In the history of crappy weekends in IWITW's life, this one has got to take the cake..
Woke up at 4:30 am and couldn't fall back to sleep with the memory of yesterday still ringing in my head..
So, I planned on taking d9 skiing today just to do something with her, and she was excited to go.
In my mail is stbx's Oil bill and yearly oil contract renewal to the tune of $900 dollars I have to come up with.
Hop in my car, and the transmission has blown. Un freakin believable. I have 350k miles on this car, from commuting for 8 years to support my family, and now it gives out. I have friend in the field that can get me a used tranny, but he and I will have to do the work ourselves, to the tune of another grand in 2-3 weeks we can get to it.
Well, I have a secondary summer car, a convertible mustang gt, not exactly fun to drive in the winter up here, but I will have to make due. Well, hop in and battery is dead. Figure it's just from sitting, so jump it from the other car, pack up d9 and ski's (Try fitting 176cm ski's in a convertible. NOT FUN..) Stop for gas, and when I go to start it back up. Dead. Great. It's Sunday and the station garage is closed, so no-one has jumpers. So, d9 and I hang in car waiting for AAA for an hour to jump start it. Go buy a new battery, to the tune of another $100 bucks, then have to put it in outside in 20 degree weather. Friggin unbelievable.

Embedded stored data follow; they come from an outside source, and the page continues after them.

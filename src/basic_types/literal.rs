use num_bigint::BigInt;
use num_traits::Signed;

use super::Variable;

/// A 0/1 literal: a variable plus a sign bit. Both clause and cardinality
/// constraints store their literals in this form; the numeric value of the
/// literal is 1 if the underlying variable satisfies the sign and 0 otherwise.
#[derive(Clone, Copy, PartialEq, Eq, PartialOrd, Ord, Hash, Debug)]
pub struct BoolLiteral {
    code: u32,
}

impl BoolLiteral {
    pub fn new(variable: Variable, negated: bool) -> BoolLiteral {
        BoolLiteral {
            code: variable.id() * 2 + negated as u32,
        }
    }

    pub fn is_negated(&self) -> bool {
        (self.code & 1) == 1
    }

    pub fn variable(&self) -> Variable {
        Variable::new(crate::basic_types::VariableType::Integer, self.code / 2)
    }

    /// The coefficient the literal contributes when viewed as a linear term.
    pub fn coefficient(&self) -> i32 {
        if self.is_negated() {
            -1
        } else {
            1
        }
    }

    /// The 0/1 value of the literal given the value of its variable.
    pub fn value(&self, variable_value: &BigInt) -> u32 {
        let variable_is_positive = variable_value.is_positive();
        if self.is_negated() {
            !variable_is_positive as u32
        } else {
            variable_is_positive as u32
        }
    }

    pub fn to_u32(self) -> u32 {
        self.code
    }

    pub fn u32_to_literal(code: u32) -> BoolLiteral {
        BoolLiteral { code }
    }
}

impl std::ops::Not for BoolLiteral {
    type Output = BoolLiteral;
    fn not(self) -> BoolLiteral {
        BoolLiteral::new(self.variable(), !self.is_negated())
    }
}

impl std::fmt::Display for BoolLiteral {
    fn fmt(&self, f: &mut std::fmt::Formatter<'_>) -> std::fmt::Result {
        if self.is_negated() {
            write!(f, "~{}", self.variable())
        } else {
            write!(f, "{}", self.variable())
        }
    }
}

/// An integer literal: a non-zero arbitrary-precision coefficient times a
/// variable. Its numeric value is `coefficient * value(variable)`.
#[derive(Clone, PartialEq, Eq, Debug)]
pub struct IntegerLiteral {
    pub coefficient: BigInt,
    pub variable: Variable,
}

impl IntegerLiteral {
    pub fn new(coefficient: BigInt, variable: Variable) -> IntegerLiteral {
        IntegerLiteral {
            coefficient,
            variable,
        }
    }

    pub fn is_negated(&self) -> bool {
        self.coefficient.is_negative()
    }

    pub fn value(&self, variable_value: &BigInt) -> BigInt {
        &self.coefficient * variable_value
    }
}

impl std::fmt::Display for IntegerLiteral {
    fn fmt(&self, f: &mut std::fmt::Formatter<'_>) -> std::fmt::Result {
        write!(f, "{}*{}", self.coefficient, self.variable)
    }
}

#[cfg(test)]
mod tests {
    use num_bigint::BigInt;

    use super::BoolLiteral;
    use crate::basic_types::{Variable, VariableType};

    #[test]
    fn test_negation() {
        let variable = Variable::new(VariableType::Integer, 7);
        let literal = BoolLiteral::new(variable, false);
        assert!(!literal.is_negated());
        assert!((!literal).is_negated());
        assert!(!(!(!literal)).is_negated());
        assert!(literal.variable() == (!literal).variable());
    }

    #[test]
    fn test_value() {
        let variable = Variable::new(VariableType::Integer, 0);
        let positive = BoolLiteral::new(variable, false);
        let negative = BoolLiteral::new(variable, true);

        assert!(positive.value(&BigInt::from(1)) == 1);
        assert!(positive.value(&BigInt::from(0)) == 0);
        assert!(negative.value(&BigInt::from(1)) == 0);
        assert!(negative.value(&BigInt::from(0)) == 1);
    }
}
mod conflict_analysis;
mod search_trail;
mod solver;
mod solver_state;
mod solver_stats;
mod variable_info;

pub use conflict_analysis::CoefficientMap;
pub use conflict_analysis::PropagationTag;
pub use search_trail::SearchTrail;
pub use search_trail::TrailEntry;
pub use solver::ConstraintClass;
pub use solver::Solver;
pub use solver::SolverOptions;
pub use solver::SolverStatus;
pub use solver::Verbosity;
pub use solver_state::SolverState;
pub use solver_stats::SolverStats;
pub use variable_info::ValueStatus;
pub use variable_info::VariableInfo;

Putting new battery in, I find that the negative terminal is shot, so have to go back to parts store, and of course they don't have a matching one, so I have to hack in a generic one. Nice..
I finally get d9 to the ski area and at least get a couple hours in, to fulfill what I promised, and for a bit, I at least laugh as she is having a blast.
I don't mean to brag at all, or make light of other's with less than I have, but I make a 6 figure salary, and I am running around like a teenager trying to keep a frigging car on the road, and can't pay my bills, and not from really a place or position of my own making entirely, and that is a tough to deal with...
Heard enough whining yet??
*sigh*
Now, back to more personal issues...
I realize now, that I needed to find proof of what I already know, and why I checked stbxw's email. Our MR is dead. Was dead. Was never really alive in the 15 years we were together, despite what I thought I knew.
What I also realize is why it hurts so much. Not because she is with someone else, but because she is NOT with me. There is a difference. The pain is from realizing I was not able to give her what she needed from a physical or emotional standpoint.
That is why your self esteem takes a hit, and why it hurts. That is about me, not her.
Well, I surely hope that someday I can find someone that I can meet the needs of, and vice versa. That is hard to think about, at 40+ years old.
For now, I may just watch the football game and crack a beer and snuggle with d9 and hope that it just all goes away....
At least for tonight..
M: 41 STBXW: 41 D: 9 Bomb: 4/26/09
On board the D train now..
"Suffering is when we try to change what we cannot."